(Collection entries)
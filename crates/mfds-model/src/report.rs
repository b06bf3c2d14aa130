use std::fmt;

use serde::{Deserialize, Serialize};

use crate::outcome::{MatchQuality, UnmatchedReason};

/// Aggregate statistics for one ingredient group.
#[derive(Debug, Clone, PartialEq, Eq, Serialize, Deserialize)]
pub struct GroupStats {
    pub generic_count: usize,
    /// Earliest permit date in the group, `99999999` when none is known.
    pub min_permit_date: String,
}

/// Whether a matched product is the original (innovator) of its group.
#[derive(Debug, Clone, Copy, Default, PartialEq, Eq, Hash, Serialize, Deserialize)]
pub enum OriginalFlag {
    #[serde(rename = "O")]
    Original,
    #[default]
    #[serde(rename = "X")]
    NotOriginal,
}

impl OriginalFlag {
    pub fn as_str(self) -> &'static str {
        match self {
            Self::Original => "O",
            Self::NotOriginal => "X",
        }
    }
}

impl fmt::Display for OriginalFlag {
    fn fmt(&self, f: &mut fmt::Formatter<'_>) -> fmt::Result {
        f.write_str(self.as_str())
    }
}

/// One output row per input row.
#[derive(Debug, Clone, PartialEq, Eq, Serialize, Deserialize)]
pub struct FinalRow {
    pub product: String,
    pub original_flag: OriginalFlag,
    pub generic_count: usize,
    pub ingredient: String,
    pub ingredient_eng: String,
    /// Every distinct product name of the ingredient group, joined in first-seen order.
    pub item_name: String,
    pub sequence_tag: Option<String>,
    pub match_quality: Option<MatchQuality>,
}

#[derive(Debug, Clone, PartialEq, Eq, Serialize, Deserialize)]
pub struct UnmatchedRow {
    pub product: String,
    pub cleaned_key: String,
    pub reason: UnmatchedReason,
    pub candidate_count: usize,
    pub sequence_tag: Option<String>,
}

...

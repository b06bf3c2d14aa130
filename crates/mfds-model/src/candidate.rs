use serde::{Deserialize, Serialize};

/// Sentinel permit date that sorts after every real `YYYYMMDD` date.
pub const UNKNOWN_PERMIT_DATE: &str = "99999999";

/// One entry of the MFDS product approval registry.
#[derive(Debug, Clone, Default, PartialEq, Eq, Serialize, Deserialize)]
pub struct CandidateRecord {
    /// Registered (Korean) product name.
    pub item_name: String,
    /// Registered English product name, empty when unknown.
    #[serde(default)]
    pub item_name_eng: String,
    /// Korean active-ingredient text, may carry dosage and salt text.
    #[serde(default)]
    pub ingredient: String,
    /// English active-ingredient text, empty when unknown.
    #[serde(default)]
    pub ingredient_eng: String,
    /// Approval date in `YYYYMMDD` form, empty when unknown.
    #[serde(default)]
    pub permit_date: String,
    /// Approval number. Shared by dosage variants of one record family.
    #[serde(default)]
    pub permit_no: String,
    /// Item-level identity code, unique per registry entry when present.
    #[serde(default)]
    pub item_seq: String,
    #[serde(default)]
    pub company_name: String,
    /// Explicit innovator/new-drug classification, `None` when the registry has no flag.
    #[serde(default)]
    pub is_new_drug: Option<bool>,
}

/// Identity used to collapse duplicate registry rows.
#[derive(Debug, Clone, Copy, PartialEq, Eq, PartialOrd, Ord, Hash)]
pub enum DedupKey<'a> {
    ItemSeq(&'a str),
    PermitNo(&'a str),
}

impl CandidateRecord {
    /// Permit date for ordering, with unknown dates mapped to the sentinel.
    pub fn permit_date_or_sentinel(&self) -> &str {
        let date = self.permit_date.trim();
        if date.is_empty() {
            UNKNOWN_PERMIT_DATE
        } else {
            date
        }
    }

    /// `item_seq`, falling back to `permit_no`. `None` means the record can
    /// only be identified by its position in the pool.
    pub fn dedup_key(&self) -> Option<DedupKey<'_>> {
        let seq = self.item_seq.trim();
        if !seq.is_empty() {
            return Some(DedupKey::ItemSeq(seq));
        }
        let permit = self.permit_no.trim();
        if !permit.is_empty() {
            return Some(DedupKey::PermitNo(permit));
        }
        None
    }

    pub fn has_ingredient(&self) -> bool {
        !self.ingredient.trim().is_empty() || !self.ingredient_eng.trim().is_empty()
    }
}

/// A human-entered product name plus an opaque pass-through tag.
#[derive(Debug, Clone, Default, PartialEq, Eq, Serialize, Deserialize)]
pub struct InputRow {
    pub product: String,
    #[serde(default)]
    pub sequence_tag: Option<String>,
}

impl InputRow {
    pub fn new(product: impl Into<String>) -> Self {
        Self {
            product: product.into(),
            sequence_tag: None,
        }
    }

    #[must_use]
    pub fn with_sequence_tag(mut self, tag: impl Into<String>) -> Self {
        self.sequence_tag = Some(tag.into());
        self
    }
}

▶ ASSIGNMENT: Determine the number of lines in the entries above where the string "MatchQuality" appears. Answer with the number alone.

▶ THE ANSWER: 2